Rata-rata penduduk asli di Australia meninggal 10 hingga 17 tahun lebih awal daripada orang non-pribumi dan memiliki tingkat penyakit, kecacatan, dan penyakit yang dapat dicegah yang lebih tinggi.
Dan, jika kita jujur pada diri kita sendiri, ini adalah konstanta global: semakin gelap Anda, semakin besar kemungkinan Anda menjadi cacat. Masyarakat adat juga menghadapi dokter yang tidak mempercayai mereka dan sering mengesampingkan kekhawatiran pasien sampai mereka mendapatkan diagnosis yang mengerikan.
Sebuah studi tentang efek diskriminasi pada anak-anak adat menemukan bahwa 45 persen keluarga mengalami diskriminasi rasial, yang berkontribusi pada buruknya status kesehatan mental anak-anak di rumah tersebut. Tingkat bunuh diri di antara orang-orang Aborigin lebih umum daripada orang-orang non-pribumi dan tampaknya tidak menurun.
Ada masalah yang lebih mendesak untuk diatasi tentang ras dan kemampuan daripada mengacaukan cercaan dengan identitas
Ada banyak pendukung disabilitas di dunia berbahasa Inggris, baik di Australia dan sekitarnya, yang merevolusi cara kita memandang disabilitas dan dengan bangga menyebut diri mereka penyandang disabilitas.

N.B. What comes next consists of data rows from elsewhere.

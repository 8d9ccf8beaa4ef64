// SPDX-License-Identifier: MIT
// Copyright (c) 2026 Alfred Jean LLC

//! Report collection pipeline.
//!
//! Reads each input, selects an interpreter, interprets, reshapes and merges
//! the results into one [`Collection`].

use std::path::{Path, PathBuf};

use crate::cache::FileCache;
use crate::error::{Error, Result};
use crate::model::{Collection, Report};
use crate::parsers::{AUTO, ParserRegistry};

/// How reports are interpreted and reshaped.
#[derive(Debug, Clone, PartialEq, Eq)]
pub struct CollectOptions {
    /// Interpreter name, or [`AUTO`] for content detection.
    pub parser: String,
    /// Report name override.
    pub name: Option<String>,
    /// Prefix applied to every suite name.
    pub suite_prefix: Option<String>,
    /// Regroup suites by test file.
    pub group_by_file: bool,
}

impl Default for CollectOptions {
    fn default() -> Self {
        Self {
            parser: AUTO.to_string(),
            name: None,
            suite_prefix: None,
            group_by_file: false,
        }
    }
}

/// Result of collecting a batch of inputs.
#[derive(Debug, Default)]
pub struct CollectOutcome {
    /// Every successfully interpreted report, merged.
    pub collection: Collection,
    /// Inputs that could not be read or matched to an interpreter.
    pub failures: Vec<(PathBuf, Error)>,
}

impl CollectOutcome {
    pub fn is_success(&self) -> bool {
        self.failures.is_empty()
    }
}

/// Drives inputs through the registry with a shared file cache.
pub struct Collector {
    registry: ParserRegistry,
    cache: FileCache,
    options: CollectOptions,
}

impl Collector {
    pub fn new(registry: ParserRegistry, cache: FileCache, options: CollectOptions) -> Self {
        Self {
            registry,
            cache,
            options,
        }
    }

    pub fn options(&self) -> &CollectOptions {
        &self.options
    }

    /// Mutable access to the cache, to seed in-memory inputs.
    pub fn cache_mut(&mut self) -> &mut FileCache {
        &mut self.cache
    }

    /// Interpret one input.
    ///
    /// Read failures and an unknown explicit parser are errors. Anything
    /// wrong with the document itself comes back as a report flagged as
    /// failed.
    pub fn collect(&mut self, path: &Path) -> Result<Report> {
        self.cache.read(path)?;

        let requested = self.options.parser.as_str();
        if requested != AUTO && !self.registry.contains(requested) {
            return Err(Error::ParserNotFound {
                name: requested.to_string(),
            });
        }

        let parser = self.registry.select(requested, path, &mut self.cache)?;
        let mut report = parser.parse_file(path, &mut self.cache);

        if let Some(name) = &self.options.name {
            report.rename(name.as_str());
        }
        if let Some(prefix) = &self.options.suite_prefix {
            report.prefix_suites(prefix);
        }
        if self.options.group_by_file {
            report.arrange_suites_by_test_file();
        }

        Ok(report)
    }

    /// Interpret and merge every input, recording per-input failures.
    pub fn collect_all<P: AsRef<Path>>(&mut self, paths: &[P]) -> CollectOutcome {
        let mut outcome = CollectOutcome::default();
        let mut reports = Vec::with_capacity(paths.len());

        for path in paths {
            let path = path.as_ref();
            match self.collect(path) {
                Ok(report) => {
                    if report.is_error() {
                        tracing::warn!(path = %path.display(), "{}", report.status_message);
                    }
                    reports.push(report);
                }
                Err(err) => {
                    tracing::warn!(path = %path.display(), "skipping input: {err}");
                    outcome.failures.push((path.to_path_buf(), err));
                }
            }
        }

        outcome.collection.combine_reports(reports);
        outcome
    }
}

#[cfg(test)]
#[path = "collect_tests.rs"]
mod tests;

Mencoba menghilangkan kata dari kosa kata kita dan menyebutnya advokasi seperti mengecat satu dinding di salah satu ruangan rumah dan menyebutnya sebagai perubahan total rumah. Jika Walikota Clover Moore secara serius mempertimbangkan kata 'cacat' untuk dibuang demi 'Pencari Inklusi Akses' (yang juga bermasalah karena "pencari" adalah penghinaan terhadap orang-orang dengan kecanduan), maka dewan juga harus mendiversifikasi suara yang mereka dengarkan.
Lebih penting lagi, mereka harus membiarkan orang-orang cacat - khususnya mereka yang berkulit hitam - berbicara sendiri.
Lulusan Eastern University dengan gelar di bidang Penulisan Kreatif dan minor dalam bahasa Prancis dari Sorbonne, Imani Barbarin menulis dari sudut pandang seorang wanita kulit hitam dengan cerebral palsy. Dia mengkhususkan diri dalam blog, fiksi ilmiah, dan memoar.